The input Start Marker

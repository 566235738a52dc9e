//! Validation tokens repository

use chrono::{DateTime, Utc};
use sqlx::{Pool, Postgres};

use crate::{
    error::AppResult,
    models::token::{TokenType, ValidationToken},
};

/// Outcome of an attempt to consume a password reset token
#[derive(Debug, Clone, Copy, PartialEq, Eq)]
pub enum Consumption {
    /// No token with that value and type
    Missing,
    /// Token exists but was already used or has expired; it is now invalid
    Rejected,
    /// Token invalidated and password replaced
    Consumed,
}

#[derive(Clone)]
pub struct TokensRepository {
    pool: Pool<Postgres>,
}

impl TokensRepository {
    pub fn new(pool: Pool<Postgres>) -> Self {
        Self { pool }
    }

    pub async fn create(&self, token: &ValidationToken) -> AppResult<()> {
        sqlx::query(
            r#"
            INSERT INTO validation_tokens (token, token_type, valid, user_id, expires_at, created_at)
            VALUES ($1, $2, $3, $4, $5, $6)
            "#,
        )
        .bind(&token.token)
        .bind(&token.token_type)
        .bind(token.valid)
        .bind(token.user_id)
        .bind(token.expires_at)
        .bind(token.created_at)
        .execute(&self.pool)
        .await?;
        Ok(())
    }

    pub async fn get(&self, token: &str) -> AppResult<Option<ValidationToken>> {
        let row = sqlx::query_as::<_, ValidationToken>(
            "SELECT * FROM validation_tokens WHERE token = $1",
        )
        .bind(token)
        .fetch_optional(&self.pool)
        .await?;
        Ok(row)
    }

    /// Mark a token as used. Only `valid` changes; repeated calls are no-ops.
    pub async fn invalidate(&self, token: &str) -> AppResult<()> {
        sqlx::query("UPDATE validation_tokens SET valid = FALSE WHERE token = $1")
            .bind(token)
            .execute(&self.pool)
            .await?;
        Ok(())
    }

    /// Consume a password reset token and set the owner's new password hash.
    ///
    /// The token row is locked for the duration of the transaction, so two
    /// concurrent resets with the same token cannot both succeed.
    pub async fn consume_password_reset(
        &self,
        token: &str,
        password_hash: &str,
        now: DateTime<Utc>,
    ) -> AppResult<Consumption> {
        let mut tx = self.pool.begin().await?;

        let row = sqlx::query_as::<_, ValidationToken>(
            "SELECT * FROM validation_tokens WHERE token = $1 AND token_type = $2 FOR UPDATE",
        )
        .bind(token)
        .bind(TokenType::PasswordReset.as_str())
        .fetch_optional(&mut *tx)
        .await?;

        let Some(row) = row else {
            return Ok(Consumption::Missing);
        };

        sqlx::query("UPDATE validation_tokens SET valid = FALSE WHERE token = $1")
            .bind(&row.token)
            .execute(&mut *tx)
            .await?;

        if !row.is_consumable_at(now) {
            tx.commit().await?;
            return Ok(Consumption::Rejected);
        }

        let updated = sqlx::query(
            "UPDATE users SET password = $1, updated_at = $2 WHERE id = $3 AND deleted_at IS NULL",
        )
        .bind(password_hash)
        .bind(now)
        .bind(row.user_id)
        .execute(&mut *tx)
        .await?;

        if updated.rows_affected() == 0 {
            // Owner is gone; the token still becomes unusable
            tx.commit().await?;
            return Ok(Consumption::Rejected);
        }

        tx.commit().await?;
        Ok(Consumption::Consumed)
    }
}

The input End Marker
The input Start Marker

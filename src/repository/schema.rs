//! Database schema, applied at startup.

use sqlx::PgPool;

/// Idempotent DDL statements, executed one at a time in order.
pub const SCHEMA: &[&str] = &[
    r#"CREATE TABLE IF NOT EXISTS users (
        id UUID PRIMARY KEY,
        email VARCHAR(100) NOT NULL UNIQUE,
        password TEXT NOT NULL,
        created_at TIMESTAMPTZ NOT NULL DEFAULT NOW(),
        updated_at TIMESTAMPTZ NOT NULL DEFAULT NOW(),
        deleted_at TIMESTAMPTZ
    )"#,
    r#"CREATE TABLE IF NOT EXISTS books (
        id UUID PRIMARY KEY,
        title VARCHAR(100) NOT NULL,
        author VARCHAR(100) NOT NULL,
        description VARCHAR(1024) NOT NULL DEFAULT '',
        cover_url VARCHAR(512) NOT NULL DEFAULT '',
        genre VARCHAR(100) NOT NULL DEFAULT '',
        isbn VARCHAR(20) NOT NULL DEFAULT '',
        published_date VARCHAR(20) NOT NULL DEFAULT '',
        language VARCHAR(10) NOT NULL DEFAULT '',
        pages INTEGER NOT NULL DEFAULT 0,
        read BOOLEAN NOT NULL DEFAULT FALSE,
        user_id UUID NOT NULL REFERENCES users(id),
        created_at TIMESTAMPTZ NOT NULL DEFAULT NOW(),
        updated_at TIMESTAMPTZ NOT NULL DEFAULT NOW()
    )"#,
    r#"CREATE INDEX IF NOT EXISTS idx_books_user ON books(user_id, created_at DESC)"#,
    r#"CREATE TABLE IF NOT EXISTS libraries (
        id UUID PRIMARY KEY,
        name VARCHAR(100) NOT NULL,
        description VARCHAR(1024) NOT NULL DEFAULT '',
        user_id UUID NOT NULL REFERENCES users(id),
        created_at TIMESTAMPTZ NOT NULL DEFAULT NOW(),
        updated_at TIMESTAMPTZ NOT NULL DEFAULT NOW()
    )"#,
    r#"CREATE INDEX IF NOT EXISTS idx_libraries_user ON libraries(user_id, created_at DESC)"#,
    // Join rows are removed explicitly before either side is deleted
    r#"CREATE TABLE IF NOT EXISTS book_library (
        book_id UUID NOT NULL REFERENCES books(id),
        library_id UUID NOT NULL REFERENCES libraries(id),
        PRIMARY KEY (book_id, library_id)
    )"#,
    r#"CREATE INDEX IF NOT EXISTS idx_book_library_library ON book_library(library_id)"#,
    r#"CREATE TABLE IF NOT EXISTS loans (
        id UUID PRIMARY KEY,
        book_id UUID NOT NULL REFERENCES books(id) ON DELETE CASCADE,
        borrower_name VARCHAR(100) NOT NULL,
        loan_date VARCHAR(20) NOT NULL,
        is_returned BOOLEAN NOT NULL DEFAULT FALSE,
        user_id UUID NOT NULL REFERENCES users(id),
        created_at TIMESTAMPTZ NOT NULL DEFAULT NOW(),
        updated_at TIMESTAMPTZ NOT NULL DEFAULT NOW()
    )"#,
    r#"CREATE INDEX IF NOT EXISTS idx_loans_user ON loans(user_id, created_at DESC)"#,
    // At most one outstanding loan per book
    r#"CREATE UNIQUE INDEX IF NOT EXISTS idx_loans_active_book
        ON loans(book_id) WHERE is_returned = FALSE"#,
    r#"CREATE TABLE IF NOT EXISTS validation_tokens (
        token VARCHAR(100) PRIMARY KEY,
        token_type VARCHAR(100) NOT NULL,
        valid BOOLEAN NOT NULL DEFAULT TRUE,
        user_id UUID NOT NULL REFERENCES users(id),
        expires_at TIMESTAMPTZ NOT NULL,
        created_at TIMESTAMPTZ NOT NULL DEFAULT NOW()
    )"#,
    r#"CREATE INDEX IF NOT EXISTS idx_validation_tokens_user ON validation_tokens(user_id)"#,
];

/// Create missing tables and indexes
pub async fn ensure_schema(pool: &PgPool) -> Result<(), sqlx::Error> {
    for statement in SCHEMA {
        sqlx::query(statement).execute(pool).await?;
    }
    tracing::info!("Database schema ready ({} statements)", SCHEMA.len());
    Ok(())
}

The input End Marker

Using the data above, count every line that contains the word "async", then give the count and nothing more.

5